//! Trend merging.
//!
//! Range queries are answered segment by segment (one segment per calendar
//! date or per partition). Segments cover disjoint, increasing time ranges,
//! so merging them is plain concatenation in segment order. Overlapping
//! segments produce non-monotonic output; they are not re-sorted.
//!
//! Per-channel trends of a multi-channel query are aligned on the union of
//! their timestamps by [`bundle_trends`].

use crate::data::{ChannelNumber, ChannelValue, Timestamp, Trend, TrendBundle};
use std::collections::BTreeMap;

/// Concatenates segments in order.
///
/// No segment yields an empty result, a single segment is returned as is.
pub fn merge_segments<T>(segments: Vec<Vec<T>>) -> Vec<T> {
    match segments.len() {
        0 => Vec::new(),
        1 => segments.into_iter().next().unwrap_or_default(),
        _ => {
            let total = segments.iter().map(Vec::len).sum();
            let mut merged = Vec::with_capacity(total);
            for segment in segments {
                merged.extend(segment);
            }
            merged
        }
    }
}

/// Concatenates per-segment trends of one channel.
pub fn merge_trends(channel_number: ChannelNumber, trends: Vec<Trend>) -> Trend {
    Trend {
        channel_number,
        points: merge_segments(trends.into_iter().map(|t| t.points).collect()),
    }
}

/// Concatenates per-segment bundles that share the same channel list.
pub fn merge_bundles(channel_numbers: &[ChannelNumber], bundles: Vec<TrendBundle>) -> TrendBundle {
    if bundles.len() == 1 {
        return bundles.into_iter().next().unwrap_or_default();
    }

    let mut merged = TrendBundle::new(channel_numbers.to_vec());
    for bundle in bundles {
        merged.timestamps.extend(bundle.timestamps);
        for (column, part) in merged.trends.iter_mut().zip(bundle.trends) {
            column.extend(part);
        }
    }
    merged
}

/// Aligns trends of different channels on the union of their timestamps.
///
/// Cells a channel has no value for are [`ChannelValue::EMPTY`].
pub fn bundle_trends(trends: Vec<Trend>) -> TrendBundle {
    let channel_numbers: Vec<ChannelNumber> = trends.iter().map(|t| t.channel_number).collect();
    let width = trends.len();

    if width == 1 {
        let mut bundle = TrendBundle::new(channel_numbers);
        for point in trends.into_iter().flat_map(|t| t.points) {
            bundle.push_row(point.timestamp, &[point.value]);
        }
        return bundle;
    }

    let mut rows: BTreeMap<Timestamp, Vec<ChannelValue>> = BTreeMap::new();
    for (column, trend) in trends.into_iter().enumerate() {
        for point in trend.points {
            rows.entry(point.timestamp)
                .or_insert_with(|| vec![ChannelValue::EMPTY; width])[column] = point.value;
        }
    }

    let mut bundle = TrendBundle::new(channel_numbers);
    for (timestamp, values) in rows {
        bundle.push_row(timestamp, &values);
    }
    bundle
}

#[cfg(test)]
mod tests {
    use super::*;
    use chrono::{TimeZone, Utc};
    use proptest::prelude::*;

    fn ts(day: u32, h: u32) -> Timestamp {
        Utc.with_ymd_and_hms(2026, 10, day, h, 0, 0).unwrap()
    }

    fn trend(cnl: ChannelNumber, points: &[(Timestamp, f64)]) -> Trend {
        let mut trend = Trend::new(cnl);
        for &(t, v) in points {
            trend.push(t, ChannelValue::new(v, 1));
        }
        trend
    }

    #[test]
    fn test_merge_trends_concatenates_in_segment_order() {
        let d1 = trend(7, &[(ts(1, 1), 1.0), (ts(1, 2), 2.0)]);
        let d2 = trend(7, &[(ts(2, 1), 3.0), (ts(2, 2), 4.0)]);
        let merged = merge_trends(7, vec![d1, d2]);
        assert_eq!(
            merged.timestamps(),
            vec![ts(1, 1), ts(1, 2), ts(2, 1), ts(2, 2)]
        );
    }

    #[test]
    fn test_merge_trends_does_not_sort_overlaps() {
        let late = trend(7, &[(ts(2, 1), 3.0)]);
        let early = trend(7, &[(ts(1, 1), 1.0)]);
        let merged = merge_trends(7, vec![late, early]);
        assert_eq!(merged.timestamps(), vec![ts(2, 1), ts(1, 1)]);
    }

    #[test]
    fn test_merge_empty() {
        assert!(merge_trends(1, Vec::new()).is_empty());
        assert!(merge_segments::<u8>(Vec::new()).is_empty());
    }

    #[test]
    fn test_merge_bundles() {
        let mut a = TrendBundle::new(vec![1, 2]);
        a.push_row(ts(1, 1), &[ChannelValue::new(1.0, 1), ChannelValue::EMPTY]);
        let mut b = TrendBundle::new(vec![1, 2]);
        b.push_row(ts(2, 1), &[ChannelValue::new(2.0, 1), ChannelValue::new(3.0, 1)]);

        let merged = merge_bundles(&[1, 2], vec![a, b]);
        assert_eq!(merged.timestamps, vec![ts(1, 1), ts(2, 1)]);
        assert_eq!(merged.trends[1], vec![ChannelValue::EMPTY, ChannelValue::new(3.0, 1)]);
    }

    #[test]
    fn test_bundle_trends_aligns_on_timestamp_union() {
        let a = trend(1, &[(ts(1, 1), 1.0), (ts(1, 3), 3.0)]);
        let b = trend(2, &[(ts(1, 2), 20.0), (ts(1, 3), 30.0)]);
        let bundle = bundle_trends(vec![a, b]);

        assert_eq!(bundle.timestamps, vec![ts(1, 1), ts(1, 2), ts(1, 3)]);
        assert_eq!(
            bundle.column(1).unwrap(),
            &[
                ChannelValue::new(1.0, 1),
                ChannelValue::EMPTY,
                ChannelValue::new(3.0, 1)
            ]
        );
        assert_eq!(bundle.column(2).unwrap()[0], ChannelValue::EMPTY);
        assert_eq!(bundle.column(2).unwrap()[2], ChannelValue::new(30.0, 1));
    }

    proptest! {
        #[test]
        fn prop_merge_segments_preserves_order_and_length(
            segments in proptest::collection::vec(proptest::collection::vec(any::<u32>(), 0..20), 0..6)
        ) {
            let expected: Vec<u32> = segments.iter().flatten().copied().collect();
            let merged = merge_segments(segments);
            prop_assert_eq!(merged, expected);
        }
    }
}
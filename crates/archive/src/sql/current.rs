//! Current-value archive stored as one SQL row per channel.

use crate::clock::Clock;
use crate::config::{validate_code, ArchiveOptions};
use crate::data::{from_millis, ChannelNumber, CurrentData, Point, Timestamp};
use crate::error::Result;
use crate::logic::period::next_write_time;
use crate::logic::{ArchiveLifecycle, ArchiveState, ArchiveStatus, CurrentArchiveLogic, QueueStatus};
use crate::queue::{queue_capacity, PointQueue, DEFAULT_BATCH_SIZE};
use crate::sql::connection::SqlStorage;
use crate::sql::query::{value_from_row, QueryBuilder};
use crate::sql::writer::{CurrentSink, PointSink, WriterThread};
use parking_lot::Mutex;
use std::sync::atomic::{AtomicBool, Ordering};
use std::sync::Arc;
use tracing::{debug, error, info, warn};

/// Archive keeping the latest value of every channel.
///
/// Values are persisted through a queue once per writing period, so a
/// restarted host can restore its last known state with
/// [`read_data`](CurrentArchiveLogic::read_data).
#[derive(Debug)]
pub struct SqlCurrentArchive {
    code: String,
    options: ArchiveOptions,
    period_secs: i64,
    storage: Arc<SqlStorage>,
    queries: QueryBuilder,
    clock: Arc<dyn Clock>,
    channels: Vec<ChannelNumber>,
    lifecycle: ArchiveLifecycle,
    queue: Arc<PointQueue>,
    next_write: Mutex<Option<Timestamp>>,
    thread: Mutex<Option<WriterThread<CurrentSink>>>,
    has_error: Arc<AtomicBool>,
}

impl SqlCurrentArchive {
    /// Creates an idle archive.
    ///
    /// # Errors
    ///
    /// Returns `ArchiveError::InvalidConfig` for an invalid code, a zero
    /// writing period or other invalid options.
    pub fn new(
        code: impl Into<String>,
        options: ArchiveOptions,
        storage: Arc<SqlStorage>,
        mut channel_numbers: Vec<ChannelNumber>,
        clock: Arc<dyn Clock>,
    ) -> Result<Self> {
        let code = code.into();
        validate_code(&code)?;
        let queries = QueryBuilder::new(storage.schema(), &code)?;
        options.validate_for(true)?;

        channel_numbers.sort_unstable();
        channel_numbers.dedup();

        let queue = PointQueue::new(
            code.as_str(),
            queue_capacity(options.max_queue_size, channel_numbers.len()),
        );
        Ok(Self {
            period_secs: options.writing_period_secs(),
            queries,
            lifecycle: ArchiveLifecycle::new(code.as_str()),
            queue: Arc::new(queue),
            next_write: Mutex::new(None),
            thread: Mutex::new(None),
            has_error: Arc::new(AtomicBool::new(false)),
            channels: channel_numbers,
            code,
            options,
            storage,
            clock,
        })
    }

    fn start_writer(&self) -> Result<()> {
        let conn = self.storage.connect()?;
        conn.execute_batch(&self.queries.create_schema())?;
        conn.execute_batch(&self.queries.create_current_table())?;

        let thread = WriterThread::spawn(
            format!("{}-writer", self.code),
            conn,
            Arc::clone(&self.queue),
            CurrentSink::new(self.queries.clone()),
            Arc::clone(&self.clock),
            Arc::clone(&self.has_error),
        )?;
        *self.thread.lock() = Some(thread);
        *self.next_write.lock() = Some(next_write_time(self.clock.now(), self.period_secs));
        Ok(())
    }

    fn load_values(&self, data: &mut CurrentData) -> Result<usize> {
        let mut conn = self.storage.connect()?;
        let tx = conn.transaction()?;

        let mut loaded = 0;
        {
            let mut stmt = tx.prepare(&self.queries.select_current())?;
            let rows = stmt.query_map([], |row| {
                Ok((
                    row.get::<_, i32>(0)?,
                    row.get::<_, i64>(1)?,
                    row.get::<_, f64>(2)?,
                    row.get::<_, i32>(3)?,
                ))
            })?;
            for row in rows {
                let (cnl, ts, val, stat) = row?;
                if self.channels.binary_search(&cnl).is_ok()
                    && data.set_at(cnl, from_millis(ts), value_from_row(val, stat))
                {
                    loaded += 1;
                }
            }
        }

        let deleted = tx.execute(&self.queries.delete_current_except(&self.channels), [])?;
        tx.commit()?;

        if deleted > 0 {
            info!(
                "Archive {}: deleted {} values of unconfigured channels",
                self.code, deleted
            );
        }
        Ok(loaded)
    }
}

impl CurrentArchiveLogic for SqlCurrentArchive {
    fn code(&self) -> &str {
        &self.code
    }

    fn status(&self) -> ArchiveStatus {
        ArchiveStatus {
            state: self.lifecycle.state(),
            has_error: self.has_error.load(Ordering::Acquire) || self.queue.has_error(),
            queue: Some(QueueStatus {
                len: self.queue.len(),
                capacity: self.queue.capacity(),
            }),
        }
    }

    fn make_ready(&self) -> Result<()> {
        self.lifecycle.require_idle("make ready")?;

        if let Err(err) = self.start_writer() {
            self.has_error.store(true, Ordering::Release);
            error!("Archive {}: make ready failed: {}", self.code, err);
            return Err(err);
        }

        self.lifecycle.set_ready();
        info!(
            "Archive {} is ready: {} channels in {}.{}",
            self.code,
            self.channels.len(),
            self.queries.schema(),
            self.queries.current_table()
        );
        Ok(())
    }

    fn close(&self) -> Result<()> {
        if self.lifecycle.set_closed() == ArchiveState::Closed {
            return Ok(());
        }

        let Some(thread) = self.thread.lock().take() else {
            return Ok(());
        };
        let (mut conn, mut sink) = thread.stop().inspect_err(|err| {
            self.has_error.store(true, Ordering::Release);
            error!("Archive {}: {}", self.code, err);
        })?;

        match self.queue.flush_all(DEFAULT_BATCH_SIZE, |batch| {
            sink.write_batch(&mut conn, batch)
        }) {
            Ok(flushed) => {
                info!(
                    "Archive {} closed, {} queued values flushed",
                    self.code, flushed
                );
                Ok(())
            }
            Err(err) => {
                self.has_error.store(true, Ordering::Release);
                error!(
                    "Archive {}: {} queued values not written on close: {}",
                    self.code,
                    self.queue.len(),
                    err
                );
                Err(err)
            }
        }
    }

    fn read_data(&self, data: &mut CurrentData) -> Result<usize> {
        self.lifecycle.require_ready()?;

        match self.load_values(data) {
            Ok(loaded) => {
                self.has_error.store(false, Ordering::Release);
                if self.options.log_enabled {
                    debug!("Archive {}: loaded {} current values", self.code, loaded);
                }
                Ok(loaded)
            }
            Err(err) => {
                self.has_error.store(true, Ordering::Release);
                error!("Archive {}: error reading current data: {}", self.code, err);
                Err(err)
            }
        }
    }

    fn write_data(&self, data: &CurrentData) -> Result<()> {
        self.lifecycle.require_ready()?;

        let timestamps = data.timestamps();
        let values = data.values();
        let added = self.queue.enqueue_batch(self.channels.iter().filter_map(|&cnl| {
            data.index_of(cnl)
                .map(|idx| Point::new(cnl, timestamps[idx], values[idx]))
        }));

        if self.options.log_enabled {
            debug!("Archive {}: queued {} current values", self.code, added);
        }
        Ok(())
    }

    fn process_data(&self, data: &CurrentData) -> Result<bool> {
        self.lifecycle.require_ready()?;

        {
            let mut next = self.next_write.lock();
            if next.is_some_and(|due| data.timestamp < due) {
                return Ok(false);
            }
            *next = Some(next_write_time(data.timestamp, self.period_secs));
        }
        self.write_data(data)?;
        Ok(true)
    }
}

impl Drop for SqlCurrentArchive {
    fn drop(&mut self) {
        if let Err(err) = self.close() {
            warn!("Failed to close archive {} on drop: {:?}", self.code, err);
        }
    }
}

#[cfg(test)]
mod tests {
    use super::*;
    use crate::clock::ManualClock;
    use crate::config::{DbConnectionOptions, TimeUnit};
    use crate::data::ChannelValue;
    use crate::error::ArchiveError;
    use chrono::{Duration, TimeZone, Utc};

    fn at(h: u32, m: u32, s: u32) -> Timestamp {
        Utc.with_ymd_and_hms(2026, 10, 17, h, m, s).unwrap()
    }

    fn archive(clock: Arc<ManualClock>) -> SqlCurrentArchive {
        let storage = Arc::new(SqlStorage::open(DbConnectionOptions::default()).unwrap());
        SqlCurrentArchive::new(
            "Cur",
            ArchiveOptions::default().with_writing_period(10, TimeUnit::Second),
            storage,
            vec![1, 2],
            clock,
        )
        .unwrap()
    }

    #[test]
    fn test_zero_period_is_rejected() {
        let storage = Arc::new(SqlStorage::open(DbConnectionOptions::default()).unwrap());
        let result = SqlCurrentArchive::new(
            "Cur",
            ArchiveOptions::default().with_writing_period(0, TimeUnit::Second),
            storage,
            vec![1],
            Arc::new(ManualClock::new(at(12, 0, 0))),
        );
        assert!(matches!(result, Err(ArchiveError::InvalidConfig(_))));
    }

    #[test]
    fn test_process_data_once_per_period() {
        let clock = Arc::new(ManualClock::new(at(12, 0, 3)));
        let archive = archive(Arc::clone(&clock));
        archive.make_ready().unwrap();

        let mut data = CurrentData::new(at(12, 0, 5), vec![1, 2, 3]);
        data.set(1, ChannelValue::new(1.0, 1));
        assert!(!archive.process_data(&data).unwrap());

        data.timestamp = at(12, 0, 10);
        assert!(archive.process_data(&data).unwrap());
        data.timestamp = at(12, 0, 15);
        assert!(!archive.process_data(&data).unwrap());
        data.timestamp = at(12, 0, 10) + Duration::seconds(10);
        assert!(archive.process_data(&data).unwrap());

        archive.close().unwrap();
        assert_eq!(archive.status_text(), "Closed, queue 0 of 1000");
    }

    #[test]
    fn test_successful_read_clears_error() {
        let archive = archive(Arc::new(ManualClock::new(at(12, 0, 0))));
        archive.make_ready().unwrap();
        std::thread::sleep(std::time::Duration::from_millis(300));

        archive.has_error.store(true, Ordering::Release);
        assert!(archive.status_text().starts_with("Ready, error"));

        let mut data = CurrentData::new(at(12, 0, 0), vec![1, 2]);
        assert_eq!(archive.read_data(&mut data).unwrap(), 0);
        assert!(!archive.status().has_error);
    }

    #[test]
    fn test_requires_ready() {
        let archive = archive(Arc::new(ManualClock::new(at(12, 0, 0))));
        let data = CurrentData::new(at(12, 0, 0), vec![1]);
        assert!(matches!(
            archive.write_data(&data),
            Err(ArchiveError::NotReady { .. })
        ));
    }
}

====================

*Problem statement:*
From the material given, work out how many lines hold the string "SqlStorage"; state that number and nothing further.

*Result:*
5